Les anciens Germains adoraient aussi Isis ; mais leur Isis était différente de celle des Égyptiens. On tenait qu’elle avait été femme de Mannus, fils de Thuiscon, dont les Germains prétendaient tirer leur origine. Quelques savants ont prétendu que sous les noms de Mannus et d’Isis ces anciens peuples voulaient marquer Adam et Ève. Mannus en allemand signifie l’homme, de même qu’Adam en hébreu ; et Isis est le même nom que Ischa, ou Ischet, qui est le nom que le premier homme donna à Ève : en hébreu, Ischa. On a cru la même chose d’Isis et d’Osiris, adorés chez les Égyptiens.
La question à présent est de savoir si les Israélites ont adoré Isis, et quel nom ils lui donnaient. Il est bon premièrement
1° De remarquer que les Hébreux n’ont point de nom pour signifier une déesse.
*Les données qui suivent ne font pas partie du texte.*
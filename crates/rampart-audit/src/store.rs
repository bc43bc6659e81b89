//! Durable stores for audit entries.
//!
//! A store only persists and reads back; ordering, linking, and signing are
//! the chain's job. The file store is append-only JSONL so a partially
//! written tail line is detectable and nothing earlier is ever rewritten.

use std::fs::{self, File, OpenOptions};
use std::io::{BufRead, BufReader, Write};
use std::path::{Path, PathBuf};

use parking_lot::RwLock;

use crate::entry::AuditEntry;
use crate::error::AuditError;

/// Persistence for audit entries.
pub trait AuditStore: Send + Sync {
    /// Durably record one entry. Must not return until the entry is
    /// persisted; an error means the entry must be treated as unrecorded.
    fn persist(&self, entry: &AuditEntry) -> Result<(), AuditError>;

    /// Read every persisted entry, in append order.
    fn read_all(&self) -> Result<Vec<AuditEntry>, AuditError>;
}

/// In-memory store, for tests and ephemeral engagements.
#[derive(Default)]
pub struct MemoryStore {
    entries: RwLock<Vec<AuditEntry>>,
}

impl MemoryStore {
    pub fn new() -> Self {
        Self::default()
    }
}

impl AuditStore for MemoryStore {
    fn persist(&self, entry: &AuditEntry) -> Result<(), AuditError> {
        self.entries.write().push(entry.clone());
        Ok(())
    }

    fn read_all(&self) -> Result<Vec<AuditEntry>, AuditError> {
        Ok(self.entries.read().clone())
    }
}

/// Append-only JSONL file store.
pub struct FileStore {
    path: PathBuf,
}

impl FileStore {
    /// Open (or create) a store at `path`, creating parent directories as
    /// needed. An existing file is continued, not truncated.
    pub fn new(path: impl Into<PathBuf>) -> Result<Self, AuditError> {
        let path = path.into();
        if let Some(parent) = path.parent() {
            if !parent.as_os_str().is_empty() {
                fs::create_dir_all(parent)?;
            }
        }
        Ok(Self { path })
    }

    pub fn path(&self) -> &Path {
        &self.path
    }
}

impl AuditStore for FileStore {
    fn persist(&self, entry: &AuditEntry) -> Result<(), AuditError> {
        let json = serde_json::to_string(entry)?;
        let mut file = OpenOptions::new()
            .create(true)
            .append(true)
            .open(&self.path)?;
        file.write_all(json.as_bytes())?;
        file.write_all(b"\n")?;
        file.sync_data()?;
        Ok(())
    }

    fn read_all(&self) -> Result<Vec<AuditEntry>, AuditError> {
        if !self.path.exists() {
            return Ok(Vec::new());
        }
        let reader = BufReader::new(File::open(&self.path)?);
        let mut entries = Vec::new();
        for line in reader.lines() {
            let line = line?;
            if line.trim().is_empty() {
                continue;
            }
            entries.push(serde_json::from_str(&line)?);
        }
        Ok(entries)
    }
}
2° Que puisqu’on représentait Isis avec une tête et des cornes de bœuf, il est assez croyable que c’est elle que les livres saints appellent le Veau d’or, ou, comme lisent les Septante, les Génisses d’or. Plusieurs Pères, parlant de l’adoration du veau d’or, ont dit que les Israélites adorèrent une tête de veau.
3° Comme les Juifs ont adoré le Soleil et la Terre sous différents noms, comme de Gad, de Meni, de Baal, d’Astaroth, du roi et de la reine et de toute la milice du ciel, il est à croire qu’ils ont rendu leurs honneurs à Isis et à Osiris, sous ces différents noms. [Voyez Dagon].